Wilful, spirited Bathsheba Everdene owns a farm: unusual for a young woman in Victorian England. Even more remarkable is her intention to manage the estate herself. Enter Gabriel Oak, rejected suitor of our heroine, who proves to be a godsend in rural matters. The fact that he continues to adore her from afar does no harm either.

Oak’s presence on the farm gives Bathsheba the occasional hour off to perform rudimentary tasks, such as sending joke Valentines to lonely neighbours. One such is Farmer Boldwood, a man who has kept so tight a lid on his feelings for two decades that he responds to the February 14th missive with quite devastating passion, leaving the stunned Miss Everdene to think that she might just have to marry him out of sheer guilt.

While she’s teetering between conscience and ‘till death do us part’, Sergeant Frank Troy appears with his handsome looks, tight jacket and smooth ways, diverting her attention to the all-consuming joy of being wooed by a man who knows how to use his sword. Could he be The One? Or could too much glitter be a foil for an empty soul?

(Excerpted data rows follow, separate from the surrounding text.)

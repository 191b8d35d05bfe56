//! CLI command implementations.

pub mod delete_stream;
pub mod start;
pub mod streams;

use std::path::Path;

use anyhow::{Context, Result};
use strand_config::{ConfigLoader, StrandConfig};
use strand_storage::{ExitSignal, SqliteStreamStore, StreamStorage};
use tracing::{info, warn};

/// Loads `file` alone when given, otherwise the layered configuration.
pub fn load_config(project: Option<&Path>, file: Option<&Path>) -> Result<StrandConfig> {
    if let Some(file) = file {
        return StrandConfig::from_file(file)
            .with_context(|| format!("Failed to load config file {}", file.display()));
    }
    let mut loader = ConfigLoader::new();
    if let Some(project) = project {
        loader = loader.with_project_dir(project);
    }
    loader.load()
}

/// Opens the node's SQLite store, creating the data directory first.
///
/// Opening claims ownership: a node already running on the same files is
/// superseded on its next write.
pub async fn open_store(
    config: &StrandConfig,
    exit_signal: Option<ExitSignal>,
) -> Result<SqliteStreamStore> {
    std::fs::create_dir_all(&config.storage.data_dir).with_context(|| {
        format!(
            "Failed to create data directory {}",
            config.storage.data_dir.display()
        )
    })?;
    let path = config.storage.database_file();
    info!(path = %path.display(), "opening stream store");
    SqliteStreamStore::open(&path, config.pool_config(), exit_signal)
        .await
        .with_context(|| format!("Failed to open stream store at {}", path.display()))
}

/// Gives up ownership taken by [`open_store`] and closes the store.
pub async fn release_store(store: &dyn StreamStorage) {
    if let Err(e) = store.cleanup_storage().await {
        warn!(error = %e, "failed to release stream store ownership");
    }
    store.close().await;
}
//! Stream layer error types.

use strand_storage::{ErrorKind, StorageError};
use strand_types::{Hash, StreamId};
use thiserror::Error;

/// Result type for stream operations.
pub type StreamResult<T> = Result<T, StreamError>;

/// Errors that can occur while loading, writing or producing streams.
#[derive(Debug, Error)]
pub enum StreamError {
    /// Error from the storage engine.
    #[error("storage error: {0}")]
    Storage(#[from] StorageError),

    /// Error from the stream registry.
    #[error("registry error: {0}")]
    Registry(String),

    /// Stored or received bytes could not be decoded.
    #[error("codec error: {0}")]
    Codec(#[from] postcard::Error),

    /// An envelope's declared hash does not match its event bytes.
    #[error("envelope hash mismatch: declared {declared:?}, computed {computed:?}")]
    HashMismatch { declared: Hash, computed: Hash },

    /// An event failed validation against the current view.
    #[error("bad event for stream {stream_id}: {reason}")]
    BadEvent { stream_id: StreamId, reason: String },

    /// An event references a block that is not in the view.
    #[error("bad previous miniblock for stream {stream_id}: {reason}")]
    BadPrevMiniblockHash { stream_id: StreamId, reason: String },

    /// A miniblock does not fit the current chain.
    #[error("bad miniblock for stream {stream_id}: {reason}")]
    BadBlock { stream_id: StreamId, reason: String },

    /// A proposal was cut against a different last block.
    #[error("proposal for stream {stream_id} targets block {proposed}, view expects {expected}")]
    LastBlockMismatch {
        stream_id: StreamId,
        expected: u64,
        proposed: u64,
    },

    /// A proposal names an event the minipool no longer holds.
    #[error("event {hash:?} of proposal for stream {stream_id} is not in the minipool")]
    MinipoolMissingEvent { stream_id: StreamId, hash: Hash },

    /// The entitlement backend refused the write.
    #[error("permission denied for stream {stream_id}: {reason}")]
    PermissionDenied { stream_id: StreamId, reason: String },

    /// The stream is not placed on this node.
    #[error("stream {0} is not local to this node")]
    NotLocal(StreamId),

    /// Creation was requested for a stream that already advanced.
    #[error("stream {stream_id} is already at miniblock {last_miniblock_num}")]
    StreamPastGenesis {
        stream_id: StreamId,
        last_miniblock_num: u64,
    },

    /// Internal error (impossible states, closed channels).
    #[error("internal stream error: {0}")]
    Internal(String),
}

impl StreamError {
    pub(crate) fn bad_event(stream_id: StreamId, reason: impl Into<String>) -> Self {
        StreamError::BadEvent {
            stream_id,
            reason: reason.into(),
        }
    }

    pub(crate) fn bad_prev_miniblock(stream_id: StreamId, reason: impl Into<String>) -> Self {
        StreamError::BadPrevMiniblockHash {
            stream_id,
            reason: reason.into(),
        }
    }

    pub(crate) fn bad_block(stream_id: StreamId, reason: impl Into<String>) -> Self {
        StreamError::BadBlock {
            stream_id,
            reason: reason.into(),
        }
    }

    /// Storage tag of the underlying error, if it came from storage.
    pub fn kind(&self) -> Option<ErrorKind> {
        match self {
            StreamError::Storage(e) => Some(e.kind()),
            _ => None,
        }
    }

    /// Returns true if storage reported corrupted stream data.
    pub fn is_corruption(&self) -> bool {
        self.kind() == Some(ErrorKind::MiniblocksStorageFailure)
    }
}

So the stage is set for Thomas Hardy’s most searing exploration into what love really is, the heights and depths to which it drives us and the guises which passion-without-substance will assume to deceive and ensnare the guileless.

Romantic, funny and devastating all at once, Far From The Madding Crowd is Hardy’s eulogy to Dorset during the industrial revolution, his attempt to preserve the traditions of the county with as much reality and as little sentiment as possible, and part of his personal quest to understand why human beings are sometimes so hopelessly cruel to one other.